Three production cuts announced since October by the Organization of the Petroleum Exporting Countries and its allies – supported largely by the Saudis – have done little for crude prices. That is surprising, especially during this time of the year, when demand for oil should already be ebullient from summer travel.

The Saudis want oil at $80 per barrel or more by next month – or August at least. But all indications say they need to have more patience amid forces beyond their control: the central banks of the world.

From the Federal Reserve to the Bank of England and the European Central Bank – and even the Bank of Canada is somewhere in there – the race is on to implement at least one or two interest rate hikes before the year is out. And rate cuts could seize up global growth, which is the engine of oil demand.

On paper, global crude supply has already lost 4.16 million barrels per day from cuts pledged by the 23 OPEC nations over an eight-month span. The Saudi portion of that is a decline of at least 2.5 million per day, as it targets to produce just 9 million barrels daily from July versus the usual 11 million.

Saudi Energy Minister Abdulaziz bin Salman has generously offered to add to those cuts if necessary. This is partly in order to get to the prices targeted by the kingdom and partly to screw the happiness of short sellers in the market, whom the prince hates with a special vengeance.

Those long on oil will scoff at suggestions that Saudi aspirations can be suppressed any further when the kingdom signals a will to reduce output as far as necessary to pull the market back up.

Oil bulls are certain that global travel will accelerate in July and August, and that this will result in a critical shortage of crude needed by U.S. refineries as the Saudis deliberately cut more barrels to that destination than elsewhere. Also, unless they’re extended, weekly sales of crude from the Strategic Petroleum Reserve will stop by then, eliminating that one weapon the Biden administration has had in keeping prices low.

Of course, all this constitutes the best-laid plans of the oil price hawks. But as Burns’ poem suggests, history is full of frustrated men and mice alike where this is concerned.

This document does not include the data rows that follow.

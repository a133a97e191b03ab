mod common;

use serde_json::json;
use talho::api::{
    ApiError, ApiReply, Client, Endpoints, FALLBACK_MESSAGE, Group, Method, decode_reply,
};
use talho::config::StoreConfig;
use talho::models::{Address, Cart, ReviewDraft};
use talho::session::AuthToken;
use talho::validation::ValidationError;

use common::{MockTransport, cart, cart_json, init_logger, item, message};

fn reply(status: u16, body: serde_json::Value) -> ApiReply {
    ApiReply { status, body }
}

fn config() -> StoreConfig {
    StoreConfig {
        api_base: "https://api.talho.test/".to_string(),
        ..StoreConfig::default()
    }
}

#[test]
fn successful_replies_decode_to_the_payload() {
    let expected = cart(vec![item(3, 2, 1500)]);
    let decoded: Cart = decode_reply(reply(200, cart_json(&expected))).unwrap();
    assert_eq!(decoded, expected);
}

#[test]
fn failures_become_displayable_messages() {
    let unauthorized = decode_reply::<Cart>(reply(401, message("token expired")));
    assert_eq!(unauthorized, Err(ApiError::Unauthorized));

    let backend = decode_reply::<Cart>(reply(400, message("Estoque insuficiente")));
    assert_eq!(backend.unwrap_err().to_string(), "Estoque insuficiente");

    let silent = decode_reply::<Cart>(reply(500, serde_json::Value::Null));
    assert_eq!(silent.unwrap_err().to_string(), FALLBACK_MESSAGE);

    let blank = decode_reply::<Cart>(reply(500, message("  ")));
    assert_eq!(blank.unwrap_err().to_string(), FALLBACK_MESSAGE);

    let malformed = decode_reply::<Cart>(reply(200, json!({ "items": 3 })));
    assert!(matches!(malformed, Err(ApiError::Decode(_))));
}

#[test]
fn endpoint_urls_join_base_group_and_path() {
    let endpoints = Endpoints::new(&config());
    assert_eq!(
        endpoints.url(Group::Cart, "cart"),
        "https://api.talho.test/api:cart/cart"
    );
    assert_eq!(
        endpoints.url(Group::Orders, "/orders/7/buy_again"),
        "https://api.talho.test/api:orders/orders/7/buy_again"
    );
}

#[tokio::test]
async fn login_keeps_the_token_for_later_calls() {
    init_logger();
    let transport = MockTransport::new()
        .reply(200, json!({ "authToken": "tok-1" }))
        .reply(200, cart_json(&Cart::default()));
    let mut client = Client::new(transport, &config());

    let token = client.login(" ana@talho.com ", "segredo123").await.unwrap();
    assert_eq!(token, AuthToken::new("tok-1"));
    client.get_cart().await.unwrap();

    let requests = client.transport().requests();
    assert_eq!(requests[0].method, Method::Post);
    assert_eq!(requests[0].authorization, None);
    assert_eq!(
        requests[0].body,
        Some(json!({ "email": "ana@talho.com", "password": "segredo123" }))
    );
    assert_eq!(requests[1].method, Method::Get);
    assert_eq!(requests[1].authorization.as_deref(), Some("Bearer tok-1"));
}

#[tokio::test]
async fn failed_login_keeps_the_previous_session() {
    let transport = MockTransport::new().reply(401, message("Credenciais inválidas"));
    let mut client = Client::new(transport, &config()).with_token(Some(AuthToken::new("old")));

    assert_eq!(
        client.login("ana@talho.com", "errada").await,
        Err(ApiError::Unauthorized)
    );
    assert_eq!(client.token(), Some(&AuthToken::new("old")));
}

#[tokio::test]
async fn network_errors_are_reported() {
    let client = Client::new(MockTransport::new().fail("connection refused"), &config());
    let err = client.list_orders().await.unwrap_err();
    assert_eq!(err, ApiError::Network("connection refused".to_string()));
    assert!(err.to_string().contains("connection refused"));
}

#[tokio::test]
async fn cart_line_routes() {
    let reply_cart = cart_json(&cart(vec![item(9, 1, 100)]));
    let transport = MockTransport::new()
        .reply(200, reply_cart.clone())
        .reply(200, reply_cart.clone())
        .reply(200, reply_cart);
    let client = Client::new(transport, &config());

    client.add_to_cart(9, 2).await.unwrap();
    client.update_cart_item(9, 1).await.unwrap();
    client.remove_cart_item(9).await.unwrap();

    let requests = client.transport().requests();
    let routes: Vec<_> = requests.iter().map(|r| (r.method, r.url.as_str())).collect();
    assert_eq!(
        routes,
        vec![
            (Method::Post, "https://api.talho.test/api:cart/cart/add_item"),
            (Method::Patch, "https://api.talho.test/api:cart/cart/item"),
            (Method::Delete, "https://api.talho.test/api:cart/cart/item/9"),
        ]
    );
    assert_eq!(requests[0].body, Some(json!({ "sku_id": 9, "quantity": 2 })));
}

#[tokio::test]
async fn cep_lookup_retries_until_it_succeeds() {
    init_logger();
    let transport = MockTransport::new()
        .fail("timeout")
        .reply(
            200,
            json!({
                "cep": "01310-100",
                "logradouro": "Avenida Paulista",
                "bairro": "Bela Vista",
                "localidade": "São Paulo",
                "uf": "SP"
            }),
        );
    let client = Client::new(transport, &config());

    let found = client.lookup_cep("01310-100").await.unwrap();
    assert_eq!(found.street, "Avenida Paulista");
    assert_eq!(found.city, "São Paulo");
    assert_eq!(found.state, "SP");

    let requests = client.transport().requests();
    assert_eq!(requests.len(), 2);
    assert_eq!(requests[0].url, "https://viacep.com.br/ws/01310100/json/");
    assert_eq!(requests[0].authorization, None);
}

#[tokio::test]
async fn cep_lookup_gives_up_after_the_configured_attempts() {
    let transport = MockTransport::new()
        .reply(200, json!({ "erro": true }))
        .fail("timeout")
        .reply(502, serde_json::Value::Null)
        .reply(200, json!({ "logradouro": "never reached" }));
    let client = Client::new(transport, &config());

    let err = client.lookup_cep("99999999").await.unwrap_err();
    assert_eq!(err, ApiError::Backend(FALLBACK_MESSAGE.to_string()));
    assert_eq!(client.transport().request_count(), 3);
}

#[tokio::test]
async fn invalid_input_never_reaches_the_network() {
    let client = Client::new(MockTransport::new(), &config());

    assert_eq!(
        client.lookup_cep("123").await,
        Err(ApiError::Invalid(ValidationError::Cep))
    );
    assert_eq!(
        client.quote_delivery("abc").await.unwrap_err(),
        ApiError::Invalid(ValidationError::Cep)
    );

    let address = Address {
        id: 0,
        cep: "0131".to_string(),
        street: "Rua Augusta".to_string(),
        number: "100".to_string(),
        complement: String::new(),
        neighborhood: "Consolação".to_string(),
        city: "São Paulo".to_string(),
        state: "SP".to_string(),
    };
    assert!(matches!(
        client.create_address(&address).await,
        Err(ApiError::Invalid(ValidationError::Cep))
    ));
    assert_eq!(client.transport().request_count(), 0);
}

#[tokio::test]
async fn delivery_quote_and_review_bodies() {
    let transport = MockTransport::new()
        .reply(200, json!({ "price": 1500 }))
        .reply(200, json!({ "id": 1 }));
    let client = Client::new(transport, &config()).with_token(Some(AuthToken::new("t")));

    let quote = client.quote_delivery("01310-100").await.unwrap();
    assert_eq!(quote.price, 1500);
    assert_eq!(quote.message, None);

    let review = ReviewDraft {
        product_id: 12,
        rating: 5,
        comment: "Excelente".to_string(),
    };
    client.submit_review(&review).await.unwrap();

    let requests = client.transport().requests();
    assert_eq!(requests[0].body, Some(json!({ "cep": "01310100" })));
    assert_eq!(
        requests[0].url,
        "https://api.talho.test/api:delivery/delivery/quote"
    );
    assert_eq!(
        requests[1].body,
        Some(json!({ "product_id": 12, "rating": 5, "comment": "Excelente" }))
    );
}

And is a chance for more grim faces among oil bulls. The health of the economy is paramount to the growth of energy prices. Stronger-than-expected U.S. jobs numbers, as well as gross domestic product, are just what the doctor has ordered now for the oil market.

But that’s only half the picture. The forecasting beating labor and GDP data could exert upward pressure on wages and inflation, which is in danger of becoming entrenched. The Fed’s only known response to such a situation are higher rates – which, in turn, will dilute both growth and prospects for higher oil prices. That explains why Wall Street banks have been cutting their price forecasts.

JPMorgan on Wednesday became the last of the major banks to slash crude price forecasts, cutting its second-half Brent crude targets by 11% to $82 a barrel. Prior to JPM, Goldman Sachs – Wall Street’s biggest cheerleader for oil – lowered its forecasts as supplies from troubled producers like Russia and Iran have proven surprisingly resilient. Last month, Bank of America also downgraded its outlook as tighter monetary policy erodes fuel consumption. Morgan Stanley also said last month that the supply tightness widely expected in oil during the second half may no longer happen.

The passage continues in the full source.